27/03 - 19:38, atualizada às 01:13 28/03 - Agência Estado
SÃO PAULO - Políticos da oposição afirmaram nesta quinta-feira que o crescimento da economia não é o único responsável pelos altos índices de popularidade do presidente Luiz Inácio Lula da Silva, apontados pela pesquisa CNI/Ibope. Para eles, Lula tem usado o PAC como "palanque" para aumentar o desempenho positivo nas pesquisas.
O senador Jarbas Vasconcelos (PMDB-PE), um opositor ácido do governo, disse que Lula se aproveita da melhoria na economia, que reflete diretamente no sucesso do Executivo, e usa sua força para imobilizar os poderes Legislativo e Judiciário.
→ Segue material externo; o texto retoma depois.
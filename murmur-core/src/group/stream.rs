//! Live message streams
//!
//! The engine pushes messages into an unbounded channel from its callback. A
//! producer task transcodes them and forwards the survivors to the consumer's
//! [`MessageStream`]. Ending the stream cancels the producer and closes the
//! engine subscription; the consumer then sees `None`. Dropping the
//! [`MessageStream`] does the same from the other side: the producer notices
//! and releases the group's stream slot.

use std::pin::Pin;
use std::sync::atomic::{AtomicU64, Ordering};
use std::sync::{Arc, Mutex, PoisonError};
use std::task::{Context, Poll};
use tokio::sync::mpsc;
use tokio_stream::wrappers::ReceiverStream;
use tokio_stream::{Stream, StreamExt};
use tokio_util::sync::CancellationToken;
use tracing::debug;

use crate::engine::{EngineMessage, GroupEngine, GroupId, StreamCloser};
use crate::errors::ClientResult;
use crate::metrics::{self, STREAM_DELIVERED, STREAM_DROPPED};

/// Messages arriving on a group's live subscription
///
/// Ends when the group's stream is ended or replaced.
pub struct MessageStream<T> {
    inner: ReceiverStream<T>,
}

impl<T> MessageStream<T> {
    /// Next message, or `None` once the stream has ended
    pub async fn next(&mut self) -> Option<T> {
        StreamExt::next(&mut self.inner).await
    }
}

impl<T> Stream for MessageStream<T> {
    type Item = T;

    fn poll_next(self: Pin<&mut Self>, cx: &mut Context<'_>) -> Poll<Option<T>> {
        Pin::new(&mut self.get_mut().inner).poll_next(cx)
    }
}

impl<T> std::fmt::Debug for MessageStream<T> {
    fn fmt(&self, f: &mut std::fmt::Formatter<'_>) -> std::fmt::Result {
        f.debug_struct("MessageStream").finish_non_exhaustive()
    }
}

/// The engine subscription and producer task behind a [`MessageStream`]
pub(crate) struct ActiveStream {
    id: u64,
    closer: Box<dyn StreamCloser>,
    cancel: CancellationToken,
}

static NEXT_STREAM_ID: AtomicU64 = AtomicU64::new(1);

impl ActiveStream {
    pub(crate) fn close(self) {
        self.cancel.cancel();
        self.closer.end();
    }
}

/// At most one active stream per group, shared by every clone of the group
#[derive(Clone, Default)]
pub(crate) struct StreamHolder {
    active: Arc<Mutex<Option<ActiveStream>>>,
}

impl StreamHolder {
    /// Hold `stream`, handing back whatever was held before
    pub(crate) fn replace(&self, stream: ActiveStream) -> Option<ActiveStream> {
        self.active.lock().unwrap_or_else(PoisonError::into_inner).replace(stream)
    }

    pub(crate) fn take(&self) -> Option<ActiveStream> {
        self.active.lock().unwrap_or_else(PoisonError::into_inner).take()
    }

    pub(crate) fn is_active(&self) -> bool {
        self.active.lock().unwrap_or_else(PoisonError::into_inner).is_some()
    }

    /// Close the held stream if it is still the one identified by `id`
    ///
    /// Returns `false` when the slot is empty or already holds a newer stream.
    pub(crate) fn release(&self, id: u64) -> bool {
        let released = {
            let mut active = self.active.lock().unwrap_or_else(PoisonError::into_inner);
            if active.as_ref().is_some_and(|stream| stream.id == id) {
                active.take()
            } else {
                None
            }
        };
        match released {
            Some(stream) => {
                stream.close();
                true
            }
            None => false,
        }
    }
}

/// Subscribe to the engine and spawn the producer task
///
/// `transcode` returning `None` drops the message; the stream keeps going.
/// The returned [`ActiveStream`] must be placed in `holder` before the
/// [`MessageStream`] is handed out, so a consumer drop can release it.
pub(crate) async fn open<T, F>(
    engine: &Arc<dyn GroupEngine>,
    holder: StreamHolder,
    group_id: GroupId,
    capacity: usize,
    transcode: F,
) -> ClientResult<(MessageStream<T>, ActiveStream)>
where
    T: Send + 'static,
    F: Fn(&EngineMessage) -> Option<T> + Send + 'static,
{
    let (raw_tx, mut raw_rx) = mpsc::unbounded_channel::<EngineMessage>();
    let closer = engine
        .stream(Box::new(move |message: EngineMessage| {
            // Receiver gone means the producer already stopped
            let _ = raw_tx.send(message);
        }))
        .await?;

    let (tx, rx) = mpsc::channel(capacity);
    let cancel = CancellationToken::new();
    let token = cancel.clone();
    let id = NEXT_STREAM_ID.fetch_add(1, Ordering::Relaxed);

    tokio::spawn(async move {
        let mut consumer_dropped = false;
        loop {
            let message = tokio::select! {
                biased;
                _ = token.cancelled() => break,
                _ = tx.closed() => {
                    consumer_dropped = true;
                    break;
                }
                message = raw_rx.recv() => match message {
                    Some(message) => message,
                    None => break,
                },
            };

            let Some(item) = transcode(&message) else {
                metrics::record_counter(STREAM_DROPPED, 1);
                continue;
            };

            tokio::select! {
                biased;
                _ = token.cancelled() => break,
                sent = tx.send(item) => {
                    if sent.is_err() {
                        consumer_dropped = true;
                        break;
                    }
                    metrics::record_counter(STREAM_DELIVERED, 1);
                }
            }
        }
        if consumer_dropped && holder.release(id) {
            debug!(group_id = %group_id, "Stream consumer dropped, subscription released");
        }
        debug!(group_id = %group_id, "Stream producer stopped");
    });

    Ok((MessageStream { inner: ReceiverStream::new(rx) }, ActiveStream { id, closer, cancel }))
}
"O Congresso está subordinado, de cócoras. E o presidente não leva em conta o Judiciário, que está acuado", afirmou, ao pedir ao PSDB e DEM que acionem Lula na Justiça. "Lula está usando o PAC (Programa de Aceleração do Crescimento) como palanque eleitoral e levando tudo na gozação e ironia. E não pode usar o dinheiro público para chegar aos Estados e tratar a opinião pública como imbecil", observou. Ele lembrou que, em 1974, o ex-presidente Médici chegou a 84% de aprovação. "E deu no que deu", completou.
O presidente do DEM, deputado Rodrigo Maia (RJ), entende que, além dos ventos favoráveis da economia, Lula não saiu do palanque. "Ele está inaugurando obra que não existe e gerando muita expectativa no palanque", analisou. Para o líder do DEM no Senado, José Agripino (RN), a popularidade alta de Lula "não é julgamento definitivo, mas retrato do momento e produto de circunstâncias".
O presidente do PSDB, senador Sérgio Guerra (PE), afirma que outros fatores devem ser considerados, como a capacidade de comunicação de Lula, respaldada por um forte esquema de propaganda política, e a falta de ajuste e organização da própria oposição.
Para os tucanos, o governo Lula apenas consolidou na economia um processo que já estava em curso o que mudou o padrão de vida das pessoas. "Mas o problema de legitimidade na base do governo é profundo", afirmou Sérgio Guerra. Para o senador Tasso Jereissati (PSDB-CE), apesar de ajudado pela economia, o governo de Lula não conseguiu combater a dengue e a febre amarela.
"A economia melhorou, mas não vejo reflexos positivos na segurança pública e educação, só vejo o presidente em campanha com dinheiro público", completou.
Antes mesmo da divulgação dos números da CNI/Ibope, as cúpulas do PSDB e DEM já estavam decididas a fazer um encontro, com a presença do ex-presidente Fernando Henrique Cardoso, para discutir rumos.
Antes disso, na próxima segunda-feira, haverá uma reunião entre os principais líderes de oposição para uma avaliação. A maioria reconhece que é hora de "menos grito e mais inteligência". O que mais incomoda a oposição é o uso eleitoral do PAC. "Lula é um infrator e não tem nenhum compromisso com a moralidade pública e nem com a verdade", concluiu o líder do PSDB, deputado José Aníbal (SP).